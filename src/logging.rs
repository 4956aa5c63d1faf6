use crate::config::LogConfig;
use tracing_appender::non_blocking::WorkerGuard;
use tracing_subscriber::{EnvFilter, fmt, prelude::*};

pub fn init_logging(config: &LogConfig) -> WorkerGuard {
    let file_appender = match config.rotation.as_str() {
        "hourly" => tracing_appender::rolling::hourly(&config.dir, &config.file),
        "daily" => tracing_appender::rolling::daily(&config.dir, &config.file),
        _ => tracing_appender::rolling::never(&config.dir, &config.file),
    };

    let (non_blocking, guard) = tracing_appender::non_blocking(file_appender);

    let filter =
        EnvFilter::try_from_default_env().unwrap_or_else(|_| EnvFilter::new(config.level.clone()));

    let registry = tracing_subscriber::registry().with(filter);

    if config.use_json {
        let file_layer = fmt::layer()
            .json()
            .with_target(true) // Keep target in JSON for structured queries
            .with_writer(non_blocking)
            .with_ansi(false);
        registry.with(file_layer).init();
    } else {
        let file_layer = fmt::layer()
            .with_target(false) // Hide redundant target in text output
            .with_writer(non_blocking)
            .with_ansi(false);
        let stdout_layer = fmt::layer().with_target(false).with_ansi(true);
        registry.with(file_layer).with(stdout_layer).init();
    }

    guard
}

===

Required action
Please report every line of the listing that contains the string "WorkerGuard".

Task response
use tracing_appender::non_blocking::WorkerGuard;
pub fn init_logging(config: &LogConfig) -> WorkerGuard {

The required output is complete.